TASK TO COMPLETE: Give every entry again, exactly as it stands.

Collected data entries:
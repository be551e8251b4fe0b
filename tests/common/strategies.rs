use proptest::prelude::*;
use run_engine::models::{TaskRunError, TaskRunErrorCode};
use run_engine::retry::RetryOptions;

/// Task identifiers as they appear in trigger requests
pub fn task_identifier_strategy() -> impl Strategy<Value = String> {
    "[a-z][a-z0-9-]{0,30}"
}

/// Retry policies with sane bounds
pub fn retry_options_strategy() -> impl Strategy<Value = RetryOptions> {
    (1u32..20, 1.0f64..4.0, 1u64..5_000, 0u64..120_000, any::<bool>()).prop_map(
        |(max_attempts, factor, min_timeout_ms, extra, randomize)| RetryOptions {
            max_attempts,
            factor,
            min_timeout_ms,
            max_timeout_ms: min_timeout_ms + extra,
            randomize,
            out_of_memory_machine: None,
        },
    )
}

pub fn internal_error_code_strategy() -> impl Strategy<Value = TaskRunErrorCode> {
    prop_oneof![
        Just(TaskRunErrorCode::TaskRunCancelled),
        Just(TaskRunErrorCode::MaxDurationExceeded),
        Just(TaskRunErrorCode::TaskProcessOomKilled),
        Just(TaskRunErrorCode::TaskProcessExitedWithNonZeroCode),
        Just(TaskRunErrorCode::TaskRunHeartbeatTimeout),
        Just(TaskRunErrorCode::TaskRunStalledExecuting),
        Just(TaskRunErrorCode::TaskRunDequeuedMaxRetries),
        Just(TaskRunErrorCode::TaskRunCrashed),
        Just(TaskRunErrorCode::MaxAttemptsExceeded),
        Just(TaskRunErrorCode::CouldNotFindTask),
        Just(TaskRunErrorCode::TaskInputError),
        Just(TaskRunErrorCode::TaskOutputError),
        Just(TaskRunErrorCode::RecursiveWaitDeadlock),
    ]
}

/// Errors reported by a worker, including oversized and NUL-laden text
pub fn task_run_error_strategy() -> impl Strategy<Value = TaskRunError> {
    prop_oneof![
        ("[A-Za-z]{1,20}", ".{0,200}", proptest::option::of(".{0,20000}")).prop_map(
            |(name, message, stack_trace)| TaskRunError::BuiltInError {
                name,
                message,
                stack_trace,
            }
        ),
        ".{0,20000}".prop_map(|raw| TaskRunError::StringError { raw }),
        ".{0,200}".prop_map(|raw| TaskRunError::CustomError { raw }),
        (internal_error_code_strategy(), proptest::option::of(".{0,200}")).prop_map(
            |(code, message)| TaskRunError::InternalError {
                code,
                message,
                stack_trace: None,
            }
        ),
    ]
}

EXERCISE ANSWER:
repository be551e8251b4fe0b
filename tests/common/strategies.rs
use proptest::prelude::*;
use run_engine::models::{TaskRunError, TaskRunErrorCode};
use run_engine::retry::RetryOptions;

/// Task identifiers as they appear in trigger requests
pub fn task_identifier_strategy() -> impl Strategy<Value = String> {
    "[a-z][a-z0-9-]{0,30}"
}

/// Retry policies with sane bounds
pub fn retry_options_strategy() -> impl Strategy<Value = RetryOptions> {
    (1u32..20, 1.0f64..4.0, 1u64..5_000, 0u64..120_000, any::<bool>()).prop_map(
        |(max_attempts, factor, min_timeout_ms, extra, randomize)| RetryOptions {
            max_attempts,
            factor,
            min_timeout_ms,
            max_timeout_ms: min_timeout_ms + extra,
            randomize,
            out_of_memory_machine: None,
        },
    )
}

pub fn internal_error_code_strategy() -> impl Strategy<Value = TaskRunErrorCode> {
    prop_oneof![
        Just(TaskRunErrorCode::TaskRunCancelled),
        Just(TaskRunErrorCode::MaxDurationExceeded),
        Just(TaskRunErrorCode::TaskProcessOomKilled),
        Just(TaskRunErrorCode::TaskProcessExitedWithNonZeroCode),
        Just(TaskRunErrorCode::TaskRunHeartbeatTimeout),
        Just(TaskRunErrorCode::TaskRunStalledExecuting),
        Just(TaskRunErrorCode::TaskRunDequeuedMaxRetries),
        Just(TaskRunErrorCode::TaskRunCrashed),
        Just(TaskRunErrorCode::MaxAttemptsExceeded),
        Just(TaskRunErrorCode::CouldNotFindTask),
        Just(TaskRunErrorCode::TaskInputError),
        Just(TaskRunErrorCode::TaskOutputError),
        Just(TaskRunErrorCode::RecursiveWaitDeadlock),
    ]
}

/// Errors reported by a worker, including oversized and NUL-laden text
pub fn task_run_error_strategy() -> impl Strategy<Value = TaskRunError> {
    prop_oneof![
        ("[A-Za-z]{1,20}", ".{0,200}", proptest::option::of(".{0,20000}")).prop_map(
            |(name, message, stack_trace)| TaskRunError::BuiltInError {
                name,
                message,
                stack_trace,
            }
        ),
        ".{0,20000}".prop_map(|raw| TaskRunError::StringError { raw }),
        ".{0,200}".prop_map(|raw| TaskRunError::CustomError { raw }),
        (internal_error_code_strategy(), proptest::option::of(".{0,200}")).prop_map(
            |(code, message)| TaskRunError::InternalError {
                code,
                message,
                stack_trace: None,
            }
        ),
    ]
}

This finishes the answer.